La aparición del coronavirus Covid-19 ha producido un fenómeno único para el mundo. El SARS, otro tipo de coronavirus (2002-2003), causó 800 muertos y su difusión fue relativa. La pandemia del H1N1 (2009-2010) llegó a muchos países y alcanzó más de 18.000 víctimas. La epidemia del Ébola (2014-2016) dejó 11.300 muertos, pero excepto 15, todos los fallecimientos se dieron en Guinea, Sierra Leona y Liberia, África Occidental. El coronavirus actual, a los tres meses de aparición y al momento de escribirse esta columna, va por los 8.000 fallecidos y 200.000 contagiados y está regado ya por el mundo entero. La diferencia con las anteriores epidemias y pandemias del último siglo, según los expertos, es su altísima capacidad de transmisión y la potencialidad de ser muy letal en ciertos sectores de la población. Epidemiólogos, salubristas y virólogos son quienes tienen la última palabra en este tema y, sin la menor vacilación, hay que creerles y seguir sus orientaciones. Afortunadamente hoy existe el conocimiento científico para prever y combatir situaciones potencialmente catastróficas y lograr que sus efectos sean limitados. Esta oportunidad no la tuvieron 40 millones de muertos que dejó la Gripa Española (1918-1920), la pandemia más devastadora que ha conocido la humanidad, producida por otro virus y una subsiguiente infección bacteriana que no podía ser atacada por falta de antibióticos, pues estos fueron inventados a partir de 1928.
Las prontas evidencias de las capacidades destructoras del Covid-19 y su facilidad y velocidad de contagio han llevado a los gobiernos a tomar las drásticas medidas que estamos viendo, que se agrupan en el concepto de ‘aislamiento social’ y tienen como objetivo evitar el contacto entre personas para que el virus no se propague. Dado que un 60% de los habitantes del planeta vivimos en ciudades con permanente interacción, este paro abrupto de actividades tiene lógicas consecuencias y es, como se dice hoy, tremendamente disruptivo. En este momento el Covid-19 lo es todo, ocupa la casi totalidad de las noticias en todas partes del mundo, y ha afectado de manera drástica la vida cotidiana, de un momento a otro, de miles de millones de personas en todos los rincones del planeta.
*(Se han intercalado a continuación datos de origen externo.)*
impl ValidationConfig {
    /// Parse the session open time
    pub fn open_time(&self) -> Result<NaiveTime, ConfigError> {
        NaiveTime::parse_from_str(&self.market_open, "%H:%M").map_err(|_| {
            invalid(
                "validation.market_open",
                &self.market_open,
                "expected HH:MM",
            )
        })
    }

    /// Parse the session close time
    pub fn close_time(&self) -> Result<NaiveTime, ConfigError> {
        NaiveTime::parse_from_str(&self.market_close, "%H:%M").map_err(|_| {
            invalid(
                "validation.market_close",
                &self.market_close,
                "expected HH:MM",
            )
        })
    }

    /// Parse the exchange time zone
    pub fn timezone(&self) -> Result<Tz, ConfigError> {
        Tz::from_str(&self.market_timezone).map_err(|_| {
            invalid(
                "validation.market_timezone",
                &self.market_timezone,
                "unknown IANA time zone",
            )
        })
    }
}

/// Market-condition risk thresholds
#[derive(Debug, Clone, Deserialize)]
pub struct RiskConfig {
    /// Volatility index level above which entries are rejected outright
    #[serde(default = "default_max_volatility")]
    pub max_volatility: Decimal,

    /// Volatility index level above which position size is reduced
    #[serde(default = "default_caution_volatility")]
    pub caution_volatility: Decimal,

    /// Size multiplier applied in the caution band
    #[serde(default = "default_caution_size_factor")]
    pub caution_size_factor: Decimal,

    /// Maximum concurrent open positions
    #[serde(default = "default_max_open_positions")]
    pub max_open_positions: usize,

    /// Maximum total entry cost across open positions, in dollars
    #[serde(default = "default_max_exposure")]
    pub max_exposure: Decimal,
}

fn default_max_volatility() -> Decimal {
    dec!(40)
}
fn default_caution_volatility() -> Decimal {
    dec!(30)
}
fn default_caution_size_factor() -> Decimal {
    dec!(0.5)
}
fn default_max_open_positions() -> usize {
    5
}
fn default_max_exposure() -> Decimal {
    dec!(25000)
}

impl Default for RiskConfig {
    fn default() -> Self {
        Self {
            max_volatility: dec!(40),
            caution_volatility: dec!(30),
            caution_size_factor: dec!(0.5),
            max_open_positions: 5,
            max_exposure: dec!(25000),
        }
    }
}

/// Position sizing parameters
#[derive(Debug, Clone, Deserialize)]
pub struct SizingConfig {
    /// Starting contract count before multipliers
    #[serde(default = "default_base_size")]
    pub base_size: Decimal,

    /// Fractional Kelly applied to the confidence-derived edge
    #[serde(default = "default_kelly_fraction")]
    pub kelly_fraction: Decimal,

    /// Quantities below this are treated as "do not enter" by the caller
    #[serde(default = "default_min_size")]
    pub min_size: i64,

    /// Hard cap on contract quantity
    #[serde(default = "default_max_size")]
    pub max_size: i64,

    /// Multiplier applied in a low volatility regime
    #[serde(default = "default_low_regime_multiplier")]
    pub low_regime_multiplier: Decimal,

    /// Multiplier applied in a high volatility regime
    #[serde(default = "default_high_regime_multiplier")]
    pub high_regime_multiplier: Decimal,

    /// Multiplier for HIGH confluence
    #[serde(default = "default_high_confluence_multiplier")]
    pub high_confluence_multiplier: Decimal,

    /// Multiplier for LOW confluence
    #[serde(default = "default_low_confluence_multiplier")]
    pub low_confluence_multiplier: Decimal,
}

fn default_base_size() -> Decimal {
    dec!(2)
}
fn default_kelly_fraction() -> Decimal {
    dec!(0.5)
}
fn default_min_size() -> i64 {
    1
}
fn default_max_size() -> i64 {
    10
}
fn default_low_regime_multiplier() -> Decimal {
    dec!(1.2)
}
fn default_high_regime_multiplier() -> Decimal {
    dec!(0.7)
}
fn default_high_confluence_multiplier() -> Decimal {
    dec!(1.2)
}
fn default_low_confluence_multiplier() -> Decimal {
    dec!(0.8)
}

impl Default for SizingConfig {
    fn default() -> Self {
        Self {
            base_size: dec!(2),
            kelly_fraction: dec!(0.5),
            min_size: 1,
            max_size: 10,
            low_regime_multiplier: dec!(1.2),
            high_regime_multiplier: dec!(0.7),
            high_confluence_multiplier: dec!(1.2),
            low_confluence_multiplier: dec!(0.8),
        }
    }
}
A partir de este inédito fenómeno se han acentuado reflexiones sobre la manera en que vivimos y nuestra relación con la naturaleza. Esta lentificación forzada ha producido un efecto muy positivo para el medio ambiente, reportándose bajas sustanciales en las emisiones de CO2, especialmente en China, principal contaminador del mundo, donde registra un descenso del 25%; la merma en viajes de avión, los que producen el 5% del CO2, hace su aporte a la caída en la contaminación, y en general hay menor presión sobre muchos recursos, incluso el tráfico ilegal de animales ha registrado su disminución.
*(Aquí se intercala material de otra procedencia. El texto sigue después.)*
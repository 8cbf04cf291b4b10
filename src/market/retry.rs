//! Bounded retry for external fetches
//!
//! Every upstream call runs under a per-attempt deadline and retries
//! with exponential backoff. Exhaustion returns a typed error; callers
//! never hang on a dead provider. Retries apply only to external
//! fetches, never to local validation or cache logic.

use super::FetchError;
use crate::config::FetchConfig;
use std::future::Future;
use std::time::Duration;
use tokio::time::{sleep, timeout};

/// Run `op` with per-attempt timeouts and exponential backoff
///
/// `label` names the operation in logs.
pub async fn with_retry<T, F, Fut>(
    policy: &FetchConfig,
    label: &str,
    mut op: F,
) -> Result<T, FetchError>
where
    F: FnMut() -> Fut,
    Fut: Future<Output = Result<T, FetchError>>,
{
    let deadline = Duration::from_secs(policy.timeout_secs);
    let mut backoff = Duration::from_millis(policy.initial_backoff_ms);
    let mut last_error = String::new();

    for attempt in 1..=policy.max_attempts {
        let result = match timeout(deadline, op()).await {
            Ok(inner) => inner,
            Err(_) => Err(FetchError::Timeout(policy.timeout_secs)),
        };

        match result {
            Ok(value) => return Ok(value),
            Err(e) => {
                tracing::warn!(
                    operation = label,
                    attempt,
                    max_attempts = policy.max_attempts,
                    error = %e,
                    "Fetch attempt failed"
                );
                last_error = e.to_string();
            }
        }

        if attempt < policy.max_attempts {
            sleep(backoff).await;
            backoff *= 2;
        }
    }

    Err(FetchError::RetriesExhausted {
        attempts: policy.max_attempts,
        last_error,
    })
}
El llamado que han hecho muchos a que aprovechemos este momento para vivir, así sea por unos días, de manera diferente, es muy valioso, y ojalá tenga eco. Pero me temo que una vez pasados el miedo y la crisis, el mundo entero retomará su ritmo demencial y todo se habrá olvidado. En la mera celebración del triunfo sobre el virus se “recuperará” el tiempo perdido y nos pondremos al día con el daño no hecho.
Tal vez solo algunos puedan emprender un camino de transformación, en el que los ritmos cambien, la ambición se dome, y el deseo de éxito y reconocimiento se diluya. Si algunos empiezan a sentir comodidad con menos cosas; si para algunos la lucha por el poder baja su ritmo enfermizo, entonces habrá tenido sentido esta crisis. Un cambio de manera de vivir, de relacionarnos con los demás y con la naturaleza, no tendrá la capacidad de difusión del coronavirus, pero sí podrá sentar unas bases sólidas para tener esperanza en la salud del mundo. Todo esto se podrá dar de uno en uno, individualmente, a partir del autoconocimiento. Si llega algo de quietud habremos ganado mucho.